**Exercise prompt:** Extract the first line through the line containing "no scheme supplied" from the listing below, exactly as written.

***** Records for processing

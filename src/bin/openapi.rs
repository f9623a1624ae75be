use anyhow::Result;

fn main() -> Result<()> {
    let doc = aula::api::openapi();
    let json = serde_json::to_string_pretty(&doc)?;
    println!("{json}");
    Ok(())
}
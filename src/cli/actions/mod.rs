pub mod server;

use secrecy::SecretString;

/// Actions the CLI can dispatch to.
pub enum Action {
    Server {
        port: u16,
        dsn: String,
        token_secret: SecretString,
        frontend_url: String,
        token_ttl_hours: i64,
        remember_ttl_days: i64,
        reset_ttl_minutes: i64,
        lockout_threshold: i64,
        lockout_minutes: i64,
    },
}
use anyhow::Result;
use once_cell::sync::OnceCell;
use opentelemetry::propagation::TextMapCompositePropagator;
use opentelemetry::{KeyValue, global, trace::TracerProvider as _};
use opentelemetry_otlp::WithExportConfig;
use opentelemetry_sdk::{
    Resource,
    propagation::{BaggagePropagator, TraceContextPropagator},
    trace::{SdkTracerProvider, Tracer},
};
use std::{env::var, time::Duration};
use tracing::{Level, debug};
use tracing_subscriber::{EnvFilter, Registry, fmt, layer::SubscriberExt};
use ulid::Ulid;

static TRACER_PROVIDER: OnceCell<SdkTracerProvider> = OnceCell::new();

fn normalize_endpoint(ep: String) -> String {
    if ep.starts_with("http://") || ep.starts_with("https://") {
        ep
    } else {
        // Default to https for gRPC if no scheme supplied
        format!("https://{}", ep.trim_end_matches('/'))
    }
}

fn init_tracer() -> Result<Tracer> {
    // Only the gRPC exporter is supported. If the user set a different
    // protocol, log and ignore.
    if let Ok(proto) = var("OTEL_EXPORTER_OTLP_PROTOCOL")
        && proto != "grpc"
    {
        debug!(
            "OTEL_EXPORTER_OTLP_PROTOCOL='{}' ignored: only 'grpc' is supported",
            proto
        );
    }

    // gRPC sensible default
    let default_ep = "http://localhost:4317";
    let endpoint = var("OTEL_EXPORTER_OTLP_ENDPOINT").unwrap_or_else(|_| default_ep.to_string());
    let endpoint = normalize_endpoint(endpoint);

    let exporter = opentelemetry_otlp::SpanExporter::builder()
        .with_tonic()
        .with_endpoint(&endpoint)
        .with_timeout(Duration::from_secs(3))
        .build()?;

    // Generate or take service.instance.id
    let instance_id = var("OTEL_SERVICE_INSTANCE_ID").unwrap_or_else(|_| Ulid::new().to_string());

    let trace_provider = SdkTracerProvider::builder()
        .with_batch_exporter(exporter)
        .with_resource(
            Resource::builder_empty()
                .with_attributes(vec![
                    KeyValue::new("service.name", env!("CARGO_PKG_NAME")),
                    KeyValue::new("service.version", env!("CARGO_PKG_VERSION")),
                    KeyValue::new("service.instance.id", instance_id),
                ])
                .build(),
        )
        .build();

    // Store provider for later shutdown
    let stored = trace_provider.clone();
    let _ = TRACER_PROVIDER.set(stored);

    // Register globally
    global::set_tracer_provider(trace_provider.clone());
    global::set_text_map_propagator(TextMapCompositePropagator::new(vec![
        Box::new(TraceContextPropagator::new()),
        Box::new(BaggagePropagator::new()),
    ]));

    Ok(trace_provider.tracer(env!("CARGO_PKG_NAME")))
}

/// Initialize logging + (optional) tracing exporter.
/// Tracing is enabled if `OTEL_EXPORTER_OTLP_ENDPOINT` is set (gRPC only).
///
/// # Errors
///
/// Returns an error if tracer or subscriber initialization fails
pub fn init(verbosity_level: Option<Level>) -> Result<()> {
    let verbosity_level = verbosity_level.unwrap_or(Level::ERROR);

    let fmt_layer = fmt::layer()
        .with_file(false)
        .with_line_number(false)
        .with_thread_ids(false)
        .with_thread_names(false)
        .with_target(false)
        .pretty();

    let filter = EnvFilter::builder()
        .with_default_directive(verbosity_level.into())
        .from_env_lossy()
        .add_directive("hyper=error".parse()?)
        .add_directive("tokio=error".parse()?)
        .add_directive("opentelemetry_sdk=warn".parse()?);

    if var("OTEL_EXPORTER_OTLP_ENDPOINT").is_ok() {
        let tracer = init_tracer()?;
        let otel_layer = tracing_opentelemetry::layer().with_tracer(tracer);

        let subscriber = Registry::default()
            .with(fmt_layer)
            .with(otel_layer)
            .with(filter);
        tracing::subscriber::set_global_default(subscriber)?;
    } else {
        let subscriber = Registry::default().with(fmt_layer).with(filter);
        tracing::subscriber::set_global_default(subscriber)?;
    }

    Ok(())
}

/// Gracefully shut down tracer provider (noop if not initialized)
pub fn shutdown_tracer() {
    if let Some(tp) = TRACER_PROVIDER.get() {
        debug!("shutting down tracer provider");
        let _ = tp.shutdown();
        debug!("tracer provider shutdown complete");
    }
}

**********

**Finished task:**
filename src/bin/openapi.rs
repository f9623a1624ae75be
use anyhow::Result;

fn main() -> Result<()> {
    let doc = aula::api::openapi();
    let json = serde_json::to_string_pretty(&doc)?;
    println!("{json}");
    Ok(())
}
filename src/cli/actions/mod.rs
pub mod server;

use secrecy::SecretString;

/// Actions the CLI can dispatch to.
pub enum Action {
    Server {
        port: u16,
        dsn: String,
        token_secret: SecretString,
        frontend_url: String,
        token_ttl_hours: i64,
        remember_ttl_days: i64,
        reset_ttl_minutes: i64,
        lockout_threshold: i64,
        lockout_minutes: i64,
    },
}
use anyhow::Result;
use once_cell::sync::OnceCell;
use opentelemetry::propagation::TextMapCompositePropagator;
use opentelemetry::{KeyValue, global, trace::TracerProvider as _};
use opentelemetry_otlp::WithExportConfig;
use opentelemetry_sdk::{
    Resource,
    propagation::{BaggagePropagator, TraceContextPropagator},
    trace::{SdkTracerProvider, Tracer},
};
use std::{env::var, time::Duration};
use tracing::{Level, debug};
use tracing_subscriber::{EnvFilter, Registry, fmt, layer::SubscriberExt};
use ulid::Ulid;

static TRACER_PROVIDER: OnceCell<SdkTracerProvider> = OnceCell::new();

fn normalize_endpoint(ep: String) -> String {
    if ep.starts_with("http://") || ep.starts_with("https://") {
        ep
    } else {
        // Default to https for gRPC if no scheme supplied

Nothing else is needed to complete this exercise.